Problem: Copy out all of the records. Keep every word exact.

■ ■ ■ ■

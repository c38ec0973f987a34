use std::time::Duration;

use async_trait::async_trait;
use reqwest::{Client, StatusCode};
use serde::Deserialize;

use super::clean_numeric_fields;
use crate::application::ports::{OcrClient, ServiceError};
use crate::domain::Document;
use crate::presentation::config::OcrSettings;

const SUBSCRIPTION_KEY_HEADER: &str = "Ocp-Apim-Subscription-Key";

/// OCR through the Azure Form Recognizer / Document Intelligence analyze API.
pub struct AzureDocIntelAdapter {
    client: Client,
    endpoint: String,
    api_key: String,
    model_id: String,
    api_version: String,
    poll_interval: Duration,
    poll_timeout: Duration,
}

enum Submission {
    Completed(AnalyzeResult),
    Pending(String),
}

impl AzureDocIntelAdapter {
    pub fn new(settings: &OcrSettings) -> Result<Self, ServiceError> {
        if settings.api_key.trim().is_empty() {
            return Err(ServiceError::Authentication(
                "OCR API key is not configured".to_string(),
            ));
        }

        let client = Client::builder()
            .timeout(Duration::from_secs(settings.request_timeout_secs))
            .build()
            .map_err(|e| ServiceError::Unavailable(format!("HTTP client build failed: {e}")))?;

        Ok(Self {
            client,
            endpoint: settings.endpoint.trim_end_matches('/').to_string(),
            api_key: settings.api_key.clone(),
            model_id: settings.model_id.clone(),
            api_version: settings.api_version.clone(),
            poll_interval: Duration::from_millis(settings.poll_interval_ms),
            poll_timeout: Duration::from_secs(settings.poll_timeout_secs),
        })
    }

    fn analyze_url(&self) -> String {
        format!(
            "{}/formrecognizer/documentModels/{}:analyze?api-version={}",
            self.endpoint, self.model_id, self.api_version
        )
    }

    async fn submit(&self, data: &[u8], document: &Document) -> Result<Submission, ServiceError> {
        let response = self
            .client
            .post(self.analyze_url())
            .header(SUBSCRIPTION_KEY_HEADER, &self.api_key)
            .header(reqwest::header::CONTENT_TYPE, document.content_type.as_mime())
            .body(data.to_vec())
            .send()
            .await?;

        let status = response.status();
        if !status.is_success() {
            let body = response.text().await.unwrap_or_default();
            return Err(ServiceError::from_status(status.as_u16(), &body));
        }

        if status == StatusCode::OK {
            let result: AnalyzeResponse = response.json().await?;
            return result.into_result().map(Submission::Completed);
        }

        let operation_url = response
            .headers()
            .get("Operation-Location")
            .and_then(|v| v.to_str().ok())
            .ok_or_else(|| {
                ServiceError::InvalidResponse(
                    "analyze response missing Operation-Location header".to_string(),
                )
            })?
            .to_string();

        Ok(Submission::Pending(operation_url))
    }

    async fn poll_until_complete(&self, operation_url: &str) -> Result<AnalyzeResult, ServiceError> {
        let poll_future = async {
            loop {
                let response = self
                    .client
                    .get(operation_url)
                    .header(SUBSCRIPTION_KEY_HEADER, &self.api_key)
                    .send()
                    .await?;

                if !response.status().is_success() {
                    let status = response.status().as_u16();
                    let body = response.text().await.unwrap_or_default();
                    return Err(ServiceError::from_status(status, &body));
                }

                let result: AnalyzeResponse = response.json().await?;
                match result.status.as_str() {
                    "succeeded" | "failed" => return result.into_result(),
                    other => {
                        tracing::debug!(status = %other, "Analysis still running");
                        tokio::time::sleep(self.poll_interval).await;
                    }
                }
            }
        };

        tokio::time::timeout(self.poll_timeout, poll_future)
            .await
            .map_err(|_| {
                ServiceError::Unavailable(format!(
                    "document analysis did not finish within {}s",
                    self.poll_timeout.as_secs()
                ))
            })?
    }
}

#[async_trait]
impl OcrClient for AzureDocIntelAdapter {
    #[tracing::instrument(
        skip(self, data),
        fields(
            filename = %document.filename,
            content_type = %document.content_type.as_mime(),
            size_bytes = data.len()
        )
    )]
    async fn extract_text(&self, data: &[u8], document: &Document) -> Result<String, ServiceError> {
        if !document.content_type.is_scannable() {
            return Err(ServiceError::MalformedInput(format!(
                "unsupported document type: {}",
                document.content_type.as_mime()
            )));
        }

        let result = match self.submit(data, document).await? {
            Submission::Completed(result) => result,
            Submission::Pending(operation_url) => self.poll_until_complete(&operation_url).await?,
        };

        let text = clean_numeric_fields(&result.text());
        if text.trim().is_empty() {
            return Err(ServiceError::MalformedInput(format!(
                "no text found in {}",
                document.filename
            )));
        }

        tracing::info!(lines = text.lines().count(), "Document text extracted");
        Ok(text)
    }
}

#[derive(Debug, Deserialize)]
pub struct AnalyzeResponse {
    pub status: String,
    #[serde(rename = "analyzeResult")]
    pub analyze_result: Option<AnalyzeResult>,
    pub error: Option<AnalyzeError>,
}

impl AnalyzeResponse {
    fn into_result(self) -> Result<AnalyzeResult, ServiceError> {
        if self.status == "failed" {
            let reason = self
                .error
                .map(|e| format!("{}: {}", e.code, e.message))
                .unwrap_or_else(|| "document analysis failed".to_string());
            return Err(ServiceError::MalformedInput(reason));
        }

        self.analyze_result.ok_or_else(|| {
            ServiceError::InvalidResponse(format!(
                "analysis {} without analyzeResult",
                self.status
            ))
        })
    }
}

#[derive(Debug, Deserialize)]
pub struct AnalyzeResult {
    #[serde(default)]
    pub content: String,
    #[serde(default)]
    pub pages: Vec<AnalyzedPage>,
}

impl AnalyzeResult {
    /// Page lines joined with newlines, or the flat content when no lines were returned.
    pub fn text(&self) -> String {
        let lines: Vec<&str> = self
            .pages
            .iter()
            .flat_map(|page| page.lines.iter().map(|line| line.content.as_str()))
            .collect();

        if lines.is_empty() {
            self.content.clone()
        } else {
            lines.join("\n")
        }
    }
}

#[derive(Debug, Deserialize)]
pub struct AnalyzedPage {
    #[serde(default)]
    pub lines: Vec<AnalyzedLine>,
}

#[derive(Debug, Deserialize)]
pub struct AnalyzedLine {
    pub content: String,
}

#[derive(Debug, Deserialize)]
pub struct AnalyzeError {
    #[serde(default)]
    pub code: String,
    #[serde(default)]
    pub message: String,
}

■ ■ ■ ■

Answer for the task:
repository c38ec0973f987a34
use std::time::Duration;

use async_trait::async_trait;
use reqwest::{Client, StatusCode};
use serde::Deserialize;

use super::clean_numeric_fields;
use crate::application::ports::{OcrClient, ServiceError};
use crate::domain::Document;
use crate::presentation::config::OcrSettings;

const SUBSCRIPTION_KEY_HEADER: &str = "Ocp-Apim-Subscription-Key";

/// OCR through the Azure Form Recognizer / Document Intelligence analyze API.
pub struct AzureDocIntelAdapter {
    client: Client,
    endpoint: String,
    api_key: String,
    model_id: String,
    api_version: String,
    poll_interval: Duration,
    poll_timeout: Duration,
}

enum Submission {
    Completed(AnalyzeResult),
    Pending(String),
}

impl AzureDocIntelAdapter {
    pub fn new(settings: &OcrSettings) -> Result<Self, ServiceError> {
        if settings.api_key.trim().is_empty() {
            return Err(ServiceError::Authentication(
                "OCR API key is not configured".to_string(),
            ));
        }

        let client = Client::builder()
            .timeout(Duration::from_secs(settings.request_timeout_secs))
            .build()
            .map_err(|e| ServiceError::Unavailable(format!("HTTP client build failed: {e}")))?;

        Ok(Self {
            client,
            endpoint: settings.endpoint.trim_end_matches('/').to_string(),
            api_key: settings.api_key.clone(),
            model_id: settings.model_id.clone(),
            api_version: settings.api_version.clone(),
            poll_interval: Duration::from_millis(settings.poll_interval_ms),
            poll_timeout: Duration::from_secs(settings.poll_timeout_secs),
        })
    }

    fn analyze_url(&self) -> String {
        format!(
            "{}/formrecognizer/documentModels/{}:analyze?api-version={}",
            self.endpoint, self.model_id, self.api_version
        )
    }

    async fn submit(&self, data: &[u8], document: &Document) -> Result<Submission, ServiceError> {
        let response = self
            .client
            .post(self.analyze_url())
            .header(SUBSCRIPTION_KEY_HEADER, &self.api_key)
            .header(reqwest::header::CONTENT_TYPE, document.content_type.as_mime())
            .body(data.to_vec())
            .send()
            .await?;

        let status = response.status();
        if !status.is_success() {
            let body = response.text().await.unwrap_or_default();
            return Err(ServiceError::from_status(status.as_u16(), &body));
        }

        if status == StatusCode::OK {
            let result: AnalyzeResponse = response.json().await?;
            return result.into_result().map(Submission::Completed);
        }

        let operation_url = response
            .headers()
            .get("Operation-Location")
            .and_then(|v| v.to_str().ok())
            .ok_or_else(|| {
                ServiceError::InvalidResponse(
                    "analyze response missing Operation-Location header".to_string(),
                )
            })?
            .to_string();

        Ok(Submission::Pending(operation_url))
    }

    async fn poll_until_complete(&self, operation_url: &str) -> Result<AnalyzeResult, ServiceError> {
        let poll_future = async {
            loop {
                let response = self
                    .client
                    .get(operation_url)
                    .header(SUBSCRIPTION_KEY_HEADER, &self.api_key)
                    .send()
                    .await?;

                if !response.status().is_success() {
                    let status = response.status().as_u16();
                    let body = response.text().await.unwrap_or_default();
                    return Err(ServiceError::from_status(status, &body));
                }

                let result: AnalyzeResponse = response.json().await?;
                match result.status.as_str() {
                    "succeeded" | "failed" => return result.into_result(),
                    other => {
                        tracing::debug!(status = %other, "Analysis still running");
                        tokio::time::sleep(self.poll_interval).await;
                    }
                }
            }
        };

        tokio::time::timeout(self.poll_timeout, poll_future)
            .await
            .map_err(|_| {
                ServiceError::Unavailable(format!(
                    "document analysis did not finish within {}s",
                    self.poll_timeout.as_secs()
                ))
            })?
    }
}

#[async_trait]
impl OcrClient for AzureDocIntelAdapter {
    #[tracing::instrument(
        skip(self, data),
        fields(
            filename = %document.filename,
            content_type = %document.content_type.as_mime(),
            size_bytes = data.len()
        )
    )]
    async fn extract_text(&self, data: &[u8], document: &Document) -> Result<String, ServiceError> {
        if !document.content_type.is_scannable() {
            return Err(ServiceError::MalformedInput(format!(
                "unsupported document type: {}",
                document.content_type.as_mime()
            )));
        }

        let result = match self.submit(data, document).await? {
            Submission::Completed(result) => result,
            Submission::Pending(operation_url) => self.poll_until_complete(&operation_url).await?,
        };

        let text = clean_numeric_fields(&result.text());
        if text.trim().is_empty() {
            return Err(ServiceError::MalformedInput(format!(
                "no text found in {}",
                document.filename
            )));
        }

        tracing::info!(lines = text.lines().count(), "Document text extracted");
        Ok(text)
    }
}

#[derive(Debug, Deserialize)]
pub struct AnalyzeResponse {
    pub status: String,
    #[serde(rename = "analyzeResult")]
    pub analyze_result: Option<AnalyzeResult>,
    pub error: Option<AnalyzeError>,
}

impl AnalyzeResponse {
    fn into_result(self) -> Result<AnalyzeResult, ServiceError> {
        if self.status == "failed" {
            let reason = self
                .error
                .map(|e| format!("{}: {}", e.code, e.message))
                .unwrap_or_else(|| "document analysis failed".to_string());
            return Err(ServiceError::MalformedInput(reason));
        }

        self.analyze_result.ok_or_else(|| {
            ServiceError::InvalidResponse(format!(
                "analysis {} without analyzeResult",
                self.status
            ))
        })
    }
}

#[derive(Debug, Deserialize)]
pub struct AnalyzeResult {
    #[serde(default)]
    pub content: String,
    #[serde(default)]
    pub pages: Vec<AnalyzedPage>,
}

impl AnalyzeResult {
    /// Page lines joined with newlines, or the flat content when no lines were returned.
    pub fn text(&self) -> String {
        let lines: Vec<&str> = self
            .pages
            .iter()
            .flat_map(|page| page.lines.iter().map(|line| line.content.as_str()))
            .collect();

        if lines.is_empty() {
            self.content.clone()
        } else {
            lines.join("\n")
        }
    }
}

#[derive(Debug, Deserialize)]
pub struct AnalyzedPage {
    #[serde(default)]
    pub lines: Vec<AnalyzedLine>,
}

#[derive(Debug, Deserialize)]
pub struct AnalyzedLine {
    pub content: String,
}

#[derive(Debug, Deserialize)]
pub struct AnalyzeError {
    #[serde(default)]
    pub code: String,
    #[serde(default)]
    pub message: String,
}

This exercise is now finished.